■ Problem ■
Repeat the first line of the listing and each line after it, exactly, through the line containing "a single player".

■ Records for this task ■
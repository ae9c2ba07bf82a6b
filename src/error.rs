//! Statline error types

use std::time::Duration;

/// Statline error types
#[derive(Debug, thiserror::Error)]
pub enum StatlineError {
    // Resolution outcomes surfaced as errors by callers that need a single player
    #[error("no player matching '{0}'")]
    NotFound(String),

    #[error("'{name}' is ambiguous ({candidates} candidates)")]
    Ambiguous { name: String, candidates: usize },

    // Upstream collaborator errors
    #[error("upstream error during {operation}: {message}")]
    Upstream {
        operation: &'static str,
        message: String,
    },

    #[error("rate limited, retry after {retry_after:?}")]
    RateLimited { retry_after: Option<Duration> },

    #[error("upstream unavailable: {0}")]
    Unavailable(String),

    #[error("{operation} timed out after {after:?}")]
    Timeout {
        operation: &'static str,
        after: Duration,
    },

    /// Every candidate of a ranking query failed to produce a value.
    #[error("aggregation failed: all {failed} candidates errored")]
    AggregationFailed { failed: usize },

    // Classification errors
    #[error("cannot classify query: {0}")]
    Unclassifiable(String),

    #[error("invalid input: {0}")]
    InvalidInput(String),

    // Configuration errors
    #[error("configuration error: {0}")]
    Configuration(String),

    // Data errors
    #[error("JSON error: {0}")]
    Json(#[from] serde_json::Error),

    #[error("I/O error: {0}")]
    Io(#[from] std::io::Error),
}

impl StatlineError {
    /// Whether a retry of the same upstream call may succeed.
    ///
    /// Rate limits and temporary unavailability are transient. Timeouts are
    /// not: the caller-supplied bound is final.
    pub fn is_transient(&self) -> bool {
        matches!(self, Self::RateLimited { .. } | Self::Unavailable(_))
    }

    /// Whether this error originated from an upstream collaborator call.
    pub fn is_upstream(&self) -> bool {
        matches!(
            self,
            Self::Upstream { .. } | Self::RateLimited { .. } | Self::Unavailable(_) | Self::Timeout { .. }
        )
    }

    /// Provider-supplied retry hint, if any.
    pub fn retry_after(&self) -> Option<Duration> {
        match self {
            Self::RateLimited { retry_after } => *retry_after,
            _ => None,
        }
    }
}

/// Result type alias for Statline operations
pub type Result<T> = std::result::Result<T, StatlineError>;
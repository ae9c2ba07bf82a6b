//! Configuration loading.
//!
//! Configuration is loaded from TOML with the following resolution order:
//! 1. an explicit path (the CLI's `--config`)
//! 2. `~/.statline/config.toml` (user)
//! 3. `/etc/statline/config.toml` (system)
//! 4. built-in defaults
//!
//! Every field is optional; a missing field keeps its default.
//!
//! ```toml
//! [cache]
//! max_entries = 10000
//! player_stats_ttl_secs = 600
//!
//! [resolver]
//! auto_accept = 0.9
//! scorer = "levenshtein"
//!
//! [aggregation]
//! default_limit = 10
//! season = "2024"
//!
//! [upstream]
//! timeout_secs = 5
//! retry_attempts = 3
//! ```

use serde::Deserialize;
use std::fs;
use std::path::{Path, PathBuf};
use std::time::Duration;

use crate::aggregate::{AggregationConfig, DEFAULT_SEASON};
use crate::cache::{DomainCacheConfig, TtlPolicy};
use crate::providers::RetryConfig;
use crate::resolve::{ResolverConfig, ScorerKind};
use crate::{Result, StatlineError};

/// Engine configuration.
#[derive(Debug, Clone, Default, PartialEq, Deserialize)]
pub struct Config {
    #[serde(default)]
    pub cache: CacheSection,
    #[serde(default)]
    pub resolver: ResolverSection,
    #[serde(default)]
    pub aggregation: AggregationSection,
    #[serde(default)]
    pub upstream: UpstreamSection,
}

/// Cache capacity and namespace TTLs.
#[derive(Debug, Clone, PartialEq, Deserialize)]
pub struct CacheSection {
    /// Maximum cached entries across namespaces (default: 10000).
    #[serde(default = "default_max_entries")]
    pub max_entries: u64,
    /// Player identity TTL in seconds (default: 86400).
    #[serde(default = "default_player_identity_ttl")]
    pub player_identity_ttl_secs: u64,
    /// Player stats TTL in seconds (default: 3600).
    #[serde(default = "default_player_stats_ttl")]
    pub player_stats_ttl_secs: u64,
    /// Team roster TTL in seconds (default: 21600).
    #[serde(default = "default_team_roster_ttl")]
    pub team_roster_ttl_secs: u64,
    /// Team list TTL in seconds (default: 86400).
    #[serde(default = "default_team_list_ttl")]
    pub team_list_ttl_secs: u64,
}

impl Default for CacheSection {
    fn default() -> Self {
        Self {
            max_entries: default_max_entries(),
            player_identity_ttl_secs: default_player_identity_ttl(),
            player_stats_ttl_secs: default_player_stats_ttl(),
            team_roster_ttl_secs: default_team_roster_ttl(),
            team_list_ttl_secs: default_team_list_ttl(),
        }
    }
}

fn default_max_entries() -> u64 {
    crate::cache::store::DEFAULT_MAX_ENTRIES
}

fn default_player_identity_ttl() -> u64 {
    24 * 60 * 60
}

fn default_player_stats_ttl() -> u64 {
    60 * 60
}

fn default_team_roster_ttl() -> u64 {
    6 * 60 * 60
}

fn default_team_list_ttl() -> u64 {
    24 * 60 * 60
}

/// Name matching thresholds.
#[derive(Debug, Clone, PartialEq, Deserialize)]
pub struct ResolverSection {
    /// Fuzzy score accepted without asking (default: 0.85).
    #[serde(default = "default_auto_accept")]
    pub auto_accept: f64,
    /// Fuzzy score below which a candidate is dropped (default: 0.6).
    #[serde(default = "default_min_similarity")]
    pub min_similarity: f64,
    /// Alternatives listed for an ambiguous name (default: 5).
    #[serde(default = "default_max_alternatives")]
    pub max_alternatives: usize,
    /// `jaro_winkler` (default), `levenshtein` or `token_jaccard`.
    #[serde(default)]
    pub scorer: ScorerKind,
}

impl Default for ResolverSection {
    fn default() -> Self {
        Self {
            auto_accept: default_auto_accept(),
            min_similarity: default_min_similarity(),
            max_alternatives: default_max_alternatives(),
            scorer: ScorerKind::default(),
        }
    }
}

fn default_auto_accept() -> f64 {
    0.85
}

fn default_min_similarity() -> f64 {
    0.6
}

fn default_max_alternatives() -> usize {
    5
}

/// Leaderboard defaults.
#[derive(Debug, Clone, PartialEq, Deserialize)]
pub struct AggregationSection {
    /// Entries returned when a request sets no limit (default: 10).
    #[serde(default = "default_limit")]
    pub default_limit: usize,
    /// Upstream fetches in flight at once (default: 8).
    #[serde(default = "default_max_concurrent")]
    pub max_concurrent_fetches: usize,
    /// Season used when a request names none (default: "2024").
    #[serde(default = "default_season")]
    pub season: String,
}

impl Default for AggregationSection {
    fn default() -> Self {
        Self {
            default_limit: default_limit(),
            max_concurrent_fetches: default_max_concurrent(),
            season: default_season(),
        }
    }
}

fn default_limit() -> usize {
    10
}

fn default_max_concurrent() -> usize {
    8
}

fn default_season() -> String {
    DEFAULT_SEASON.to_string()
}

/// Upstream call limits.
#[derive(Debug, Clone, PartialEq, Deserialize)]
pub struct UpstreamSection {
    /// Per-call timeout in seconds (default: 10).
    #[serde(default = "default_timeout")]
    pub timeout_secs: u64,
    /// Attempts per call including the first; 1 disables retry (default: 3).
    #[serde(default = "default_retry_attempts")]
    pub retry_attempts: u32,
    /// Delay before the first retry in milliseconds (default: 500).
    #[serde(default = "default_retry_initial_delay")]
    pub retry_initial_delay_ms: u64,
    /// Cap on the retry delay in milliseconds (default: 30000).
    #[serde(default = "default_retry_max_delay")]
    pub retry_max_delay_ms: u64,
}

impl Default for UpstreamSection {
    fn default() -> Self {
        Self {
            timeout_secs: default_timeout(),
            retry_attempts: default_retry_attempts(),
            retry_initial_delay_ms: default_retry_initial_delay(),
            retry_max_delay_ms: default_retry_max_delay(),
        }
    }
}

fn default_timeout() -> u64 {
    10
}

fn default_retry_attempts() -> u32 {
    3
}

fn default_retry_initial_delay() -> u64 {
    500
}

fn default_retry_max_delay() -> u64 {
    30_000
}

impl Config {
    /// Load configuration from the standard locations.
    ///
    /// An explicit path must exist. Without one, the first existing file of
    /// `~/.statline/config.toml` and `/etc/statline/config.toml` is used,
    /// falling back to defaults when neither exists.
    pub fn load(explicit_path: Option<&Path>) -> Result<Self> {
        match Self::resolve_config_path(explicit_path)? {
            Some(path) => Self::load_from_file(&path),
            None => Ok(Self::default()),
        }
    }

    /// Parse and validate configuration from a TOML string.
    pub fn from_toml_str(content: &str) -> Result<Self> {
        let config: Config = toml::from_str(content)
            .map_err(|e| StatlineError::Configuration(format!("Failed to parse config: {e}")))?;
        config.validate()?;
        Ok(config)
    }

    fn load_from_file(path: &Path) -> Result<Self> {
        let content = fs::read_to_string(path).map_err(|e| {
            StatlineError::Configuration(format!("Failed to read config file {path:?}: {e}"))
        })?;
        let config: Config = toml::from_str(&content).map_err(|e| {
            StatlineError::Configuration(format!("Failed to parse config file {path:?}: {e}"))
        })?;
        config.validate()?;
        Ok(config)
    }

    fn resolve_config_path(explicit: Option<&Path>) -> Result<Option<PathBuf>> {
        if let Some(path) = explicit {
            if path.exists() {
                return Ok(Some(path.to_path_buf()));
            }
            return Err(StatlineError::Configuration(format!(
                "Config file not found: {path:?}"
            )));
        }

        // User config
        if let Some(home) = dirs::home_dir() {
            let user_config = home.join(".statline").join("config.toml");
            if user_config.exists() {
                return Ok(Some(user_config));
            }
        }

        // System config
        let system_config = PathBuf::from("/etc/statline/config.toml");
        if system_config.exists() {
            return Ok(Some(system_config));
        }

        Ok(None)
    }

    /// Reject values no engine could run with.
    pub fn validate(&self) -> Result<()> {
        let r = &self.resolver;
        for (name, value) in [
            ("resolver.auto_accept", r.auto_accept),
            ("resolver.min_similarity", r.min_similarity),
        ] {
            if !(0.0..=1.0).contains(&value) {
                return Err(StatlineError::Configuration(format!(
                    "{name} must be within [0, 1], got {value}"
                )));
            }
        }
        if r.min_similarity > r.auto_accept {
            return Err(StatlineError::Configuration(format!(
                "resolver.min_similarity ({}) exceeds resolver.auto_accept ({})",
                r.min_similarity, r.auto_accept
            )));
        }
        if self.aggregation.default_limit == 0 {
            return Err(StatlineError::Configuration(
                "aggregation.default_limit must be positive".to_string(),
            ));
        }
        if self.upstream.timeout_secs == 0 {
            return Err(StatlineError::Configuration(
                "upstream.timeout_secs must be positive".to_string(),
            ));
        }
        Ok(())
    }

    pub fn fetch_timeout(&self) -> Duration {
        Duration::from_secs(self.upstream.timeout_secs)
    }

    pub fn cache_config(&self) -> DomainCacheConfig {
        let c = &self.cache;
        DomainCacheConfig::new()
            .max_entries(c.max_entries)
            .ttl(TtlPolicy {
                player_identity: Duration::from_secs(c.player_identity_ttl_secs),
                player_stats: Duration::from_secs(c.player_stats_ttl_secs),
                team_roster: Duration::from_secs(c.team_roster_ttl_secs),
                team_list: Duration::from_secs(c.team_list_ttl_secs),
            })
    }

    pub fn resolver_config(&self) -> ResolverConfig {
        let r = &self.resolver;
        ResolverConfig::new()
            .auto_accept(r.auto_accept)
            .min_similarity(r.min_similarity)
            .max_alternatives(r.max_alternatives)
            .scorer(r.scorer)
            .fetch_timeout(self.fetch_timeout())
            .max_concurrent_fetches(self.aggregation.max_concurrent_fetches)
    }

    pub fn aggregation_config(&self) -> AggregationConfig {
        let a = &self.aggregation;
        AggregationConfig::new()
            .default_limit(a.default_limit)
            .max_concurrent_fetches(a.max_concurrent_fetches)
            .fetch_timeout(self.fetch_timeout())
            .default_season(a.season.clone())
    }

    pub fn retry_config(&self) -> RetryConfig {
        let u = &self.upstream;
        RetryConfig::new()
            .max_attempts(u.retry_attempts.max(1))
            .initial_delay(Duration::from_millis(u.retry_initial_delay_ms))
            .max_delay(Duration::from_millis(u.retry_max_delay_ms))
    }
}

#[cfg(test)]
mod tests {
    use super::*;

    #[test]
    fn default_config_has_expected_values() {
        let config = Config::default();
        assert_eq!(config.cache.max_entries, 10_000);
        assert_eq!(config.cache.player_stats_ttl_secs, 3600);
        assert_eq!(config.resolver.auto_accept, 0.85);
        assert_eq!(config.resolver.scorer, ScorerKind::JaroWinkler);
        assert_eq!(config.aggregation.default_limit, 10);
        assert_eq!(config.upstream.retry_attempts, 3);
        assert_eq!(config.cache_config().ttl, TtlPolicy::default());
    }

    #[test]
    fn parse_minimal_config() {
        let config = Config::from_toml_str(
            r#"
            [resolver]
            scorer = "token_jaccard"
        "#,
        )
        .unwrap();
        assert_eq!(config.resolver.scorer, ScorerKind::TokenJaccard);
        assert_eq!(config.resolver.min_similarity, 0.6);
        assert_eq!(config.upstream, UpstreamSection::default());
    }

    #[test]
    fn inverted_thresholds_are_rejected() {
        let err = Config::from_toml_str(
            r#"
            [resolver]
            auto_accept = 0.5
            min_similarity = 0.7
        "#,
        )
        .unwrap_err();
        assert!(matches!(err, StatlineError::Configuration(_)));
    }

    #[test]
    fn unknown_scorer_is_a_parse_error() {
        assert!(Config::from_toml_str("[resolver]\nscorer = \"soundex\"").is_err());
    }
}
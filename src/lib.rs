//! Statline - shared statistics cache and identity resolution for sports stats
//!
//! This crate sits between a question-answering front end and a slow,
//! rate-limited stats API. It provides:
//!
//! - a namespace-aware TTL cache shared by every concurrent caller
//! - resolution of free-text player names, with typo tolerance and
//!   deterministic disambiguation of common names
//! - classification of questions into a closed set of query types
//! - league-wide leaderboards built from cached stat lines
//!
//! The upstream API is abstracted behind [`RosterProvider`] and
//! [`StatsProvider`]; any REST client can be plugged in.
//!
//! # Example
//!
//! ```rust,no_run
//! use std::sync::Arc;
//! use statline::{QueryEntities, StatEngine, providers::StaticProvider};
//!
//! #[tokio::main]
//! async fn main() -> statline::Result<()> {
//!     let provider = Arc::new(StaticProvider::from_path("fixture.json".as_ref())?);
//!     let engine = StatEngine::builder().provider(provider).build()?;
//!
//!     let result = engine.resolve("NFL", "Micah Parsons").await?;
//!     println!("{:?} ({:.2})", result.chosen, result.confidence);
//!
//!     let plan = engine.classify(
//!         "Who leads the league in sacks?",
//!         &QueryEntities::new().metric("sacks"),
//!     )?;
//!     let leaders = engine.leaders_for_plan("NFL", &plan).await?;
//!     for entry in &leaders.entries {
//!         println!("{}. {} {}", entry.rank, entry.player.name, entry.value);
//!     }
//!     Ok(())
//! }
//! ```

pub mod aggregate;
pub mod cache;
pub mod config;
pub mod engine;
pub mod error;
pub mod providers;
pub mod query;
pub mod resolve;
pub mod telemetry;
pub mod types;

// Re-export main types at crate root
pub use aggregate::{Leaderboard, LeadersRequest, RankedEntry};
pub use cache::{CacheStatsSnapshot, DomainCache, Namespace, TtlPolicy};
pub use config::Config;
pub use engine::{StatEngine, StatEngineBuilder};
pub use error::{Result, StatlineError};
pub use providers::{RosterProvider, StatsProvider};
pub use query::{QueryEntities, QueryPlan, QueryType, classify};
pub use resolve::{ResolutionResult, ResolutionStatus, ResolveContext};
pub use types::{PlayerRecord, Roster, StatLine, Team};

■ Solution for this task ■
repository ae9c2ba07bf82a6b
filename src/error.rs
//! Statline error types

use std::time::Duration;

/// Statline error types
#[derive(Debug, thiserror::Error)]
pub enum StatlineError {
    // Resolution outcomes surfaced as errors by callers that need a single player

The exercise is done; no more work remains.